# CO2 How many times per minute??



## newbiefishfanatic (Dec 11, 2008)

i have a CO2 system that is shooting out CO2 every 6 seconds....is this normal? will it kill my fish? and the little switch on the bottom only controls how much is puffed out!


----------



## Sameer (Sep 30, 2007)

A bubble every 6 sec or bubbles? I believe it should around 1 bubble per second or so.


----------



## newbiefishfanatic (Dec 11, 2008)

well, i can either a little puff of bubbles, or a huge puff of bubbles. im afraid my zebra plecos gonna keel over from CO2 poisning.


----------



## Sameer (Sep 30, 2007)

I guess it depends on your CO2 diffuser and how many gallons your tank is. Id wait for an experts reply here.


----------



## newbiefishfanatic (Dec 11, 2008)

tank is 29 gallons, and the CO2 system is the red sea Turbo CO2 Bio System. ive got my zebra in there!  ive shut the system off in fear of loosing him, but i would like it on so that the plants in there stay nice and green so he (i think its a she, but what do i know) can munch on em if he wants.


----------



## Darkblade48 (Jan 28, 2008)

One bubble every 6 seconds in a 29 gallon shouldn't affect your fish adversely in any way.
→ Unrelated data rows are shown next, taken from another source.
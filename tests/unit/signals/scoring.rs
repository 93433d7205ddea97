//! Unit tests for star scoring

use stocksense::config::ScoringConfig;
use stocksense::models::indicators::{IndicatorKind, IndicatorVector};
use stocksense::models::rules::{Comparison, Condition, NoteKind, ScoringRule};
use stocksense::models::score::Outlook;
use stocksense::signals::rules::{
    MODERATE_INFLOW, STRATEGIC_DIP_BUY, STRONG_ACCUMULATION, TREND_CONFIRMATION, VOLUME_EXPLOSION,
};
use stocksense::signals::scoring::{clamp_stars, ScoringEngine};

fn values(
    rvol: f64,
    cmf: f64,
    mfi: f64,
    close: f64,
    vwap: f64,
    sma200: f64,
) -> IndicatorVector {
    IndicatorVector::default()
        .with(IndicatorKind::Rvol, Some(rvol))
        .with(IndicatorKind::Cmf, Some(cmf))
        .with(IndicatorKind::Mfi, Some(mfi))
        .with(IndicatorKind::Close, Some(close))
        .with(IndicatorKind::Vwap, Some(vwap))
        .with(IndicatorKind::Sma200, Some(sma200))
        .with_bar_count(250)
}

#[test]
fn test_all_rules_clamped_to_five() {
    let score = ScoringEngine::score(
        &values(2.0, 0.2, 25.0, 50.0, 45.0, 40.0),
        &ScoringConfig::default(),
    );
    assert_eq!(score.raw_stars, 6);
    assert_eq!(score.stars, 5);
    assert_eq!(score.outlook, Outlook::StrongBuy);

    let rules: Vec<&str> = score.hits.iter().map(|h| h.rule.as_str()).collect();
    assert_eq!(
        rules,
        vec![VOLUME_EXPLOSION, STRONG_ACCUMULATION, TREND_CONFIRMATION, STRATEGIC_DIP_BUY]
    );
    // The cap is reached before the last rule counts
    assert_eq!(score.hit(STRATEGIC_DIP_BUY).map(|h| h.awarded), Some(0));
    assert_eq!(score.hits.iter().map(|h| u32::from(h.awarded)).sum::<u32>(), 5);
}

#[test]
fn test_cmf_tiers_are_exclusive() {
    let strong = ScoringEngine::score(
        &values(1.0, 0.3, 50.0, 10.0, 20.0, 5.0),
        &ScoringConfig::default(),
    );
    assert!(strong.hit(STRONG_ACCUMULATION).is_some());
    assert!(strong.hit(MODERATE_INFLOW).is_none());
    assert_eq!(strong.stars, 2);

    let moderate = ScoringEngine::score(
        &values(1.0, 0.1, 50.0, 10.0, 20.0, 5.0),
        &ScoringConfig::default(),
    );
    assert!(moderate.hit(STRONG_ACCUMULATION).is_none());
    assert!(moderate.hit(MODERATE_INFLOW).is_some());
    assert_eq!(moderate.stars, 1);
    assert_eq!(moderate.outlook, Outlook::NeutralWait);
}

#[test]
fn test_thresholds_are_strict() {
    let score = ScoringEngine::score(
        &values(1.5, 0.05, 30.0, 20.0, 20.0, 10.0),
        &ScoringConfig::default(),
    );
    assert_eq!(score.stars, 0);
    assert!(score.hits.is_empty());
}

#[test]
fn test_undefined_values_never_satisfy() {
    let score = ScoringEngine::score(&IndicatorVector::default(), &ScoringConfig::default());
    assert_eq!(score.stars, 0);
    assert_eq!(score.raw_stars, 0);
    assert!(score.hits.is_empty());
    assert!(score.notes.is_empty());

    // Dip buy needs both MFI and SMA200; SMA200 is missing
    let partial = IndicatorVector::default()
        .with(IndicatorKind::Mfi, Some(10.0))
        .with(IndicatorKind::Close, Some(50.0));
    let score = ScoringEngine::score(&partial, &ScoringConfig::default());
    assert!(score.hit(STRATEGIC_DIP_BUY).is_none());
}

#[test]
fn test_hit_readings_record_inputs() {
    let score = ScoringEngine::score(
        &values(3.0, 0.0, 50.0, 10.0, 20.0, 5.0),
        &ScoringConfig::default(),
    );
    let hit = score.hit(VOLUME_EXPLOSION).unwrap();
    assert_eq!(hit.readings.len(), 1);
    assert_eq!(hit.readings[0].indicator, IndicatorKind::Rvol);
    assert_eq!(hit.readings[0].value, 3.0);
    assert_eq!(hit.awarded, 2);
}

#[test]
fn test_notes() {
    let score = ScoringEngine::score(
        &values(1.0, -0.2, 80.0, 10.0, 12.0, 5.0),
        &ScoringConfig::default(),
    );
    let kinds: Vec<NoteKind> = score.notes.iter().map(|n| n.kind).collect();
    assert_eq!(
        kinds,
        vec![NoteKind::Distribution, NoteKind::BelowVwap, NoteKind::Overbought]
    );
    assert_eq!(score.stars, 0);
}

#[test]
fn test_custom_rule_with_any_of() {
    let config = ScoringConfig {
        rules: vec![ScoringRule::new("oversold", "Oversold", 3)
            .any_of()
            .when(Condition::threshold(IndicatorKind::Rsi, Comparison::LessThan, 30.0))
            .when(Condition::threshold(IndicatorKind::Mfi, Comparison::LessThan, 20.0))],
        notes: Vec::new(),
        max_stars: 5,
    };
    let values = IndicatorVector::default()
        .with(IndicatorKind::Rsi, Some(45.0))
        .with(IndicatorKind::Mfi, Some(10.0));
    let score = ScoringEngine::score(&values, &config);
    assert_eq!(score.stars, 3);
    assert_eq!(score.outlook, Outlook::Accumulation);
}

#[test]
fn test_clamp_stars() {
    assert_eq!(clamp_stars(0, 5), 0);
    assert_eq!(clamp_stars(5, 5), 5);
    assert_eq!(clamp_stars(6, 5), 5);
    assert_eq!(clamp_stars(u32::MAX, 5), 5);
}

#[test]
fn test_non_finite_values_are_undefined() {
    let values = IndicatorVector::default().with(IndicatorKind::Rvol, Some(f64::NAN));
    assert!(values.rvol.is_none());
}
Other factors that could influence this is how heavily planted your tank is, and also how well the CO2 is being diffused into your water.


----------



## newbiefishfanatic (Dec 11, 2008)

i wouldnt be too worried if it was just one bubble, but i get a whole handful of tiny bubbles. im thinking i will leave it on every other day, and that way it wont accumulate.


----------



## Chris S (Dec 19, 2007)

What kind of diffusion method are you using (ie. bubble ladder, external, none)?


----------



## newbiefishfanatic (Dec 11, 2008)

? i honestly dont even know what that is. here is a link to the system that i am using if it is helpful...

http://wetpetsusa.stores.yahoo.net/redseatuco2b.html


----------



## Chris S (Dec 19, 2007)

How do you dissolve the co2 into the water?


----------



## newbiefishfanatic (Dec 11, 2008)

oh, i bought a refill. i put the white stuff in the big container (just like it says to do) and then i put the "activator" on top of the white crystalized stuff, and then shook "it gently for 2 minutes."


----------



## Darkblade48 (Jan 28, 2008)

A diffuser is essentially a method of getting as much CO2 to dissolve into your water as possible. For example, one could simply take the airtube (that I assume is coming out of your DIY CO2 system) and then just stick it into the aquarium. You'll quickly notice that the CO2 bubbles immediately rise to the surface (as any gas would). Obviously, this means that the CO2 is not being efficiently dissolved into your water.

I'm not sure what diffusion method (if any) the Red Sea system uses; regardless, even the most efficient diffusal system wouldn't be able to gas your tank (due to the slow production of CO2 that you have).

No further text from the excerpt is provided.